According to the Massey Ferguson website, the closest dealer to you is:

KMETIJSKA MEHANIZACIJA TRBOJE D.O.O.

Trboje 10,
SLOVENIA,
Kranj,
SLOVENIA,
4000

Tel: 386 64 49 1565
Fax: 386 64 49 5011

Hope this helps, and welcome to the forum!! :hello:


----------



## Jana (Nov 15, 2011)

Thank you for a yellow shiny welcome :hello:

I was asking this question because the dealer's prices are quite high, it would cost more than 400 EUR and as my father said, the dealer won't tell the oil specifications. We don't have the owner's manual because the tractor was bought second hand, unfortunately without owners manual.
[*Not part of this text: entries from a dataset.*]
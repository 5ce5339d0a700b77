//! Graph Recall — hierarchical, graph-guided memory retrieval.
//!
//! Single-crate library: a typed knowledge graph and memory store over
//! SQLite, the retrieval pipeline (node location, graph expansion, memory
//! location, candidate ranking), independent retrieval strategies, a query
//! router, and two fusion algorithms.

// Foundation
pub mod cancel;
pub mod config;
pub mod constants;
pub mod error;
pub mod id_gen;
pub mod time_utils;
pub mod tracing_init;

// Domain types
pub mod edge;
pub mod memory;
pub mod node;

// Sub-systems
pub mod processing;
pub mod retrieval;
pub mod storage;

#[cfg(test)]
pub(crate) mod test_helpers;

// Re-exports for convenience
pub use error::{RecallError, RecallResult};
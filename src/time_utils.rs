use chrono::{DateTime, SecondsFormat, Utc};

/// Current timestamp in UTC.
pub fn now() -> DateTime<Utc> {
    Utc::now()
}

/// RFC 3339 timestamp as stored in SQLite.
/// Fixed width (micros, `Z`) so text ordering matches time ordering.
pub fn to_sqlite(dt: &DateTime<Utc>) -> String {
    dt.to_rfc3339_opts(SecondsFormat::Micros, true)
}

/// Parse an RFC 3339 timestamp read back from SQLite.
pub fn from_sqlite(s: &str) -> Result<DateTime<Utc>, chrono::ParseError> {
    s.parse::<DateTime<Utc>>()
}

/// Age of `then` relative to `now`, in fractional hours. Never negative.
pub fn age_hours(then: &DateTime<Utc>, now: &DateTime<Utc>) -> f64 {
    let secs = (*now - *then).num_milliseconds() as f64 / 1000.0;
    (secs / 3600.0).max(0.0)
}

#[cfg(test)]
mod tests {
    use super::*;
    use chrono::Duration;

    #[test]
    fn test_roundtrip() {
        let dt = now();
        let s = to_sqlite(&dt);
        let parsed = from_sqlite(&s).unwrap();
        assert_eq!(dt.timestamp(), parsed.timestamp());
    }

    #[test]
    fn test_sqlite_text_sorts_chronologically() {
        let a = now();
        let b = a + Duration::milliseconds(1500);
        assert!(to_sqlite(&a) < to_sqlite(&b));
        assert_eq!(to_sqlite(&a).len(), to_sqlite(&b).len());
    }

    #[test]
    fn test_age_hours() {
        let n = now();
        assert!((age_hours(&(n - Duration::hours(36)), &n) - 36.0).abs() < 1e-6);
        // Future timestamps clamp to zero
        assert_eq!(age_hours(&(n + Duration::hours(1)), &n), 0.0);
    }
}
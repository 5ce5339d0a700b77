use std::sync::Arc;

use crate::cancel::CancelToken;
use crate::processing::embeddings::{similarity_from_distance, Embedder};
use crate::retrieval::{resolve_query_embedding, HitDetail, SearchHit, SearchParams, Strategy, StrategyKind};
use crate::storage::GraphStore;
use crate::RecallResult;

/// Full-user-scope cosine search.
pub struct SemanticStrategy {
    store: Arc<dyn GraphStore>,
    embedder: Arc<dyn Embedder>,
    /// Minimum similarity (1 - distance/2).
    threshold: f64,
}

impl SemanticStrategy {
    pub fn new(store: Arc<dyn GraphStore>, embedder: Arc<dyn Embedder>, threshold: f64) -> Self {
        Self { store, embedder, threshold }
    }
}

impl Strategy for SemanticStrategy {
    fn kind(&self) -> StrategyKind {
        StrategyKind::Semantic
    }

    fn search(&self, params: &SearchParams, cancel: &CancelToken) -> RecallResult<Vec<SearchHit>> {
        let Some(embedding) = resolve_query_embedding(
            &params.query,
            params.query_embedding.as_deref(),
            self.embedder.as_ref(),
            cancel,
        )?
        else {
            tracing::warn!(user = %params.user_id, "Semantic search skipped: no query embedding");
            return Ok(vec![]);
        };

        let ranked = self.store.memories_by_distance(
            &params.user_id,
            &embedding,
            params.memory_type,
            None,
            params.limit,
            cancel,
        )?;

        let hits: Vec<SearchHit> = ranked
            .into_iter()
            .filter_map(|(memory, distance)| {
                let similarity = similarity_from_distance(distance);
                (similarity >= self.threshold)
                    .then(|| SearchHit::new(memory, similarity, HitDetail::Semantic { distance }))
            })
            .collect();

        tracing::debug!(user = %params.user_id, hits = hits.len(), "Semantic search done");
        Ok(hits)
    }
}

#[cfg(test)]
mod tests {
    use super::*;
    use crate::storage::memories::MemoryStorage;
    use crate::test_helpers::{setup_store, FailingEmbedder, FixedEmbedder, MemoryBuilder};

    #[test]
    fn test_threshold_and_order() {
        let store = setup_store();
        {
            let conn = store.lock().unwrap();
            MemoryStorage::insert(&conn, &MemoryBuilder::new().id("exact").embedding(vec![1.0, 0.0]).build()).unwrap();
            MemoryStorage::insert(&conn, &MemoryBuilder::new().id("ortho").embedding(vec![0.0, 1.0]).build()).unwrap();
            MemoryStorage::insert(&conn, &MemoryBuilder::new().id("away").embedding(vec![-1.0, 0.1]).build()).unwrap();
        }
        let strategy = SemanticStrategy::new(store.clone(), Arc::new(FixedEmbedder::new(vec![1.0, 0.0])), 0.3);
        let hits = strategy
            .search(&SearchParams::new("u1", "anything", 10), &CancelToken::new())
            .unwrap();
        let ids: Vec<&str> = hits.iter().map(|h| h.memory.id.as_str()).collect();
        assert_eq!(ids, vec!["exact", "ortho"]);
        assert!((hits[0].score - 1.0).abs() < 1e-6);
        assert!((hits[1].score - 0.5).abs() < 1e-6);
    }

    #[test]
    fn test_embedding_failure_yields_empty() {
        let store = setup_store();
        {
            let conn = store.lock().unwrap();
            MemoryStorage::insert(&conn, &MemoryBuilder::new().id("m").embedding(vec![1.0, 0.0]).build()).unwrap();
        }
        let strategy = SemanticStrategy::new(store.clone(), Arc::new(FailingEmbedder::new(2)), 0.3);
        let hits = strategy
            .search(&SearchParams::new("u1", "anything", 10), &CancelToken::new())
            .unwrap();
        assert!(hits.is_empty());
    }
}
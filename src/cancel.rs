//! Cancellation / deadline signal threaded through every external call.
//!
//! Request-scoped: the caller creates one token per search and may cancel it
//! from another thread. Fan-out branches share clones of the same token.

use std::sync::atomic::{AtomicBool, Ordering};
use std::sync::Arc;
use std::time::{Duration, Instant};

use crate::{RecallError, RecallResult};

#[derive(Debug, Clone, Default)]
pub struct CancelToken {
    cancelled: Arc<AtomicBool>,
    deadline: Option<Instant>,
}

impl CancelToken {
    pub fn new() -> Self {
        Self::default()
    }

    /// Token that expires `timeout` from now.
    pub fn with_timeout(timeout: Duration) -> Self {
        Self {
            cancelled: Arc::new(AtomicBool::new(false)),
            deadline: Some(Instant::now() + timeout),
        }
    }

    pub fn cancel(&self) {
        self.cancelled.store(true, Ordering::SeqCst);
    }

    pub fn is_cancelled(&self) -> bool {
        self.cancelled.load(Ordering::SeqCst)
    }

    /// Err if cancelled or past the deadline.
    pub fn check(&self) -> RecallResult<()> {
        if self.is_cancelled() {
            return Err(RecallError::Cancelled);
        }
        if let Some(deadline) = self.deadline {
            if Instant::now() >= deadline {
                return Err(RecallError::DeadlineExceeded);
            }
        }
        Ok(())
    }
}

#[cfg(test)]
mod tests {
    use super::*;

    #[test]
    fn test_fresh_token_passes() {
        assert!(CancelToken::new().check().is_ok());
    }

    #[test]
    fn test_cancel_visible_through_clone() {
        let token = CancelToken::new();
        let clone = token.clone();
        token.cancel();
        assert!(matches!(clone.check(), Err(RecallError::Cancelled)));
    }

    #[test]
    fn test_expired_deadline() {
        let token = CancelToken::with_timeout(Duration::from_millis(0));
        std::thread::sleep(Duration::from_millis(2));
        assert!(matches!(token.check(), Err(RecallError::DeadlineExceeded)));
    }
}
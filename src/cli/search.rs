use std::path::Path;
use std::sync::Arc;

use anyhow::{Context, Result};
use graph_recall::memory::{MemoryType, MetadataFilters};
use graph_recall::retrieval::{to_records, EngineQuery, RecallEngine};

use super::{open_session, print_json};

#[derive(Debug, Clone, Copy, PartialEq, Eq, clap::ValueEnum, serde::Serialize)]
#[serde(rename_all = "snake_case")]
pub enum SearchMode {
    /// Reciprocal-rank fusion of the other two
    Hybrid,
    Hierarchical,
    /// Graph-guided: node expansion plus composite scoring
    Graph,
}

pub struct SearchArgs<'a> {
    pub query: &'a str,
    pub user: &'a str,
    pub mode: SearchMode,
    pub limit: Option<usize>,
    pub memory_type: Option<MemoryType>,
    pub filters: MetadataFilters,
    pub db: Option<&'a Path>,
    pub timeout_secs: Option<u64>,
}

/// `search QUERY --user U`: top-level engine search.
pub fn run(args: SearchArgs<'_>) -> Result<()> {
    let session = open_session(args.db, args.timeout_secs)?;
    let limit = args.limit.unwrap_or(session.config.fusion.default_limit);
    let engine = RecallEngine::new(
        session.store.clone(),
        Arc::clone(&session.embedder),
        session.config.clone(),
    );

    let mut q = EngineQuery::new(args.user, args.query).with_limit(limit);
    q.memory_type = args.memory_type;
    q.filters = args.filters;

    let hits = match args.mode {
        SearchMode::Hybrid => engine.hybrid_search(&q, &session.cancel),
        SearchMode::Hierarchical => engine.hierarchical_search(&q, &session.cancel),
        SearchMode::Graph => engine.graph_guided_search(&q, &session.cancel),
    }
    .with_context(|| format!("{:?} search failed", args.mode))?;

    print_json(&serde_json::json!({
        "query": args.query,
        "mode": args.mode,
        "results": to_records(&hits),
    }))
}
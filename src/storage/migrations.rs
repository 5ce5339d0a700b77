use crate::{RecallError, RecallResult};
use rusqlite::Connection;

/// Current schema version
pub const CURRENT_SCHEMA_VERSION: u32 = crate::constants::SCHEMA_VERSION;

/// Schema version of the database (0 if the table is absent).
pub fn get_schema_version(conn: &Connection) -> RecallResult<u32> {
    let exists: bool = conn
        .query_row(
            "SELECT COUNT(*) > 0 FROM sqlite_master WHERE type='table' AND name='schema_version'",
            [],
            |r| r.get(0),
        )
        .map_err(|e| RecallError::Storage(e.to_string()))?;

    if !exists {
        return Ok(0);
    }

    let version: u32 = conn
        .query_row(
            "SELECT COALESCE(MAX(version), 0) FROM schema_version",
            [],
            |r| r.get(0),
        )
        .map_err(|e| RecallError::Storage(e.to_string()))?;

    Ok(version)
}

fn set_schema_version(conn: &Connection, version: u32) -> RecallResult<()> {
    conn.execute(
        "INSERT OR REPLACE INTO schema_version (version, applied_at) VALUES (?1, datetime('now'))",
        rusqlite::params![version],
    )
    .map_err(|e| RecallError::Storage(e.to_string()))?;
    Ok(())
}

const RECALL_DB_V1: &str = "
CREATE TABLE IF NOT EXISTS schema_version (
    version INTEGER PRIMARY KEY,
    applied_at TEXT NOT NULL DEFAULT (datetime('now'))
);

CREATE TABLE IF NOT EXISTS knowledge_nodes (
    id TEXT PRIMARY KEY,
    user_id TEXT NOT NULL,
    node_type TEXT NOT NULL,
    name TEXT NOT NULL,
    description TEXT,
    embedding BLOB,
    metadata TEXT NOT NULL DEFAULT '{}',
    importance_score REAL NOT NULL DEFAULT 0.5,
    access_count INTEGER NOT NULL DEFAULT 0,
    created_at TEXT NOT NULL,
    updated_at TEXT NOT NULL
);
CREATE INDEX IF NOT EXISTS idx_nodes_user ON knowledge_nodes(user_id);
CREATE INDEX IF NOT EXISTS idx_nodes_user_type ON knowledge_nodes(user_id, node_type);

CREATE TABLE IF NOT EXISTS knowledge_edges (
    id TEXT PRIMARY KEY,
    user_id TEXT NOT NULL,
    source_id TEXT NOT NULL REFERENCES knowledge_nodes(id) ON DELETE CASCADE,
    target_id TEXT NOT NULL REFERENCES knowledge_nodes(id) ON DELETE CASCADE,
    edge_type TEXT NOT NULL,
    weight REAL NOT NULL DEFAULT 1.0,
    metadata TEXT NOT NULL DEFAULT '{}',
    created_at TEXT NOT NULL,
    UNIQUE (source_id, target_id, edge_type)
);
CREATE INDEX IF NOT EXISTS idx_edges_source ON knowledge_edges(source_id);
CREATE INDEX IF NOT EXISTS idx_edges_target ON knowledge_edges(target_id);

CREATE TABLE IF NOT EXISTS memories (
    id TEXT PRIMARY KEY,
    user_id TEXT NOT NULL,
    memory_type TEXT NOT NULL,
    content TEXT NOT NULL,
    embedding BLOB,
    metadata TEXT NOT NULL DEFAULT '{}',
    created_at TEXT NOT NULL,
    accessed_at TEXT NOT NULL
);
CREATE INDEX IF NOT EXISTS idx_memories_user ON memories(user_id);
CREATE INDEX IF NOT EXISTS idx_memories_user_created ON memories(user_id, created_at);

CREATE TABLE IF NOT EXISTS memory_node_associations (
    memory_id TEXT NOT NULL REFERENCES memories(id) ON DELETE CASCADE,
    node_id TEXT NOT NULL REFERENCES knowledge_nodes(id) ON DELETE CASCADE,
    relevance_score REAL NOT NULL DEFAULT 1.0,
    PRIMARY KEY (memory_id, node_id)
);
CREATE INDEX IF NOT EXISTS idx_assoc_node ON memory_node_associations(node_id);
";

/// V2: full-text index over memory content, kept in sync by triggers.
const RECALL_DB_V2: &str = "
CREATE VIRTUAL TABLE IF NOT EXISTS memories_fts USING fts5(
    content,
    content='memories',
    content_rowid='rowid'
);

CREATE TRIGGER IF NOT EXISTS memories_fts_ai AFTER INSERT ON memories BEGIN
    INSERT INTO memories_fts(rowid, content) VALUES (new.rowid, new.content);
END;

CREATE TRIGGER IF NOT EXISTS memories_fts_ad AFTER DELETE ON memories BEGIN
    INSERT INTO memories_fts(memories_fts, rowid, content) VALUES ('delete', old.rowid, old.content);
END;

CREATE TRIGGER IF NOT EXISTS memories_fts_au AFTER UPDATE ON memories BEGIN
    INSERT INTO memories_fts(memories_fts, rowid, content) VALUES ('delete', old.rowid, old.content);
    INSERT INTO memories_fts(rowid, content) VALUES (new.rowid, new.content);
END;

INSERT INTO memories_fts(memories_fts) VALUES ('rebuild');
";

/// Apply pending migrations to the recall database.
pub fn migrate_recall_db(conn: &Connection) -> RecallResult<()> {
    let version = get_schema_version(conn)?;

    if version < 1 {
        conn.execute_batch(RECALL_DB_V1)
            .map_err(|e| RecallError::Storage(format!("Recall DB V1 migration failed: {}", e)))?;
        set_schema_version(conn, 1)?;
    }

    if version < 2 {
        conn.execute_batch(RECALL_DB_V2)
            .map_err(|e| RecallError::Storage(format!("Recall DB V2 migration failed: {}", e)))?;
        set_schema_version(conn, 2)?;
    }

    tracing::debug!(from = version, to = CURRENT_SCHEMA_VERSION, "Recall DB migrated");
    Ok(())
}
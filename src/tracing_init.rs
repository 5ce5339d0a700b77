//! Tracing initialization for the `graph-recall` binary.
//!
//! Filtering comes from `RUST_LOG`, defaulting to `info`.

use std::path::Path;
use std::sync::Mutex;

use tracing_subscriber::EnvFilter;

fn env_filter() -> EnvFilter {
    EnvFilter::try_from_default_env().unwrap_or_else(|_| EnvFilter::new("info"))
}

/// Append structured logs to `log_path`.
///
/// Falls back to stderr if the file cannot be opened. Calling this after a
/// subscriber is already installed is a no-op.
pub fn init_file_tracing(log_path: &Path) {
    if let Some(parent) = log_path.parent() {
        std::fs::create_dir_all(parent).ok();
    }

    // Append mode: concurrent CLI invocations share one file.
    let log_file = match std::fs::OpenOptions::new()
        .create(true)
        .append(true)
        .open(log_path)
    {
        Ok(f) => f,
        Err(e) => {
            init_stderr_tracing();
            tracing::warn!(path = %log_path.display(), error = %e, "Cannot open log file, logging to stderr");
            return;
        }
    };

    let _ = tracing_subscriber::fmt()
        .with_env_filter(env_filter())
        .with_writer(Mutex::new(log_file))
        .with_target(true)
        .with_ansi(false)
        .try_init();
}

/// Interactive logging on stderr, keeping stdout clean for JSON output.
pub fn init_stderr_tracing() {
    let _ = tracing_subscriber::fmt()
        .with_env_filter(env_filter())
        .with_writer(std::io::stderr)
        .with_target(false)
        .try_init();
}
Well, we'll figure something out.


----------



## Country Boy (Mar 18, 2010)

Hmmm. You can get an owner's manual from Massey Ferguson, which ships on a DVD or in paper form, or you can download them from the internet at various sites (all seem to charge you a small fee). The owner's manual is part #1646618M9 if you order it from Massey Ferguson. I'd highly recommend an owner's manual because it outlines maintenance and adjustments that you may not otherwise know about. Massey is now owned by Agco Corp, so if you have any Agco dealers in your area, they may be able to look up that info for you. The owner's manual should tell you what oil to use in your tractor.


----------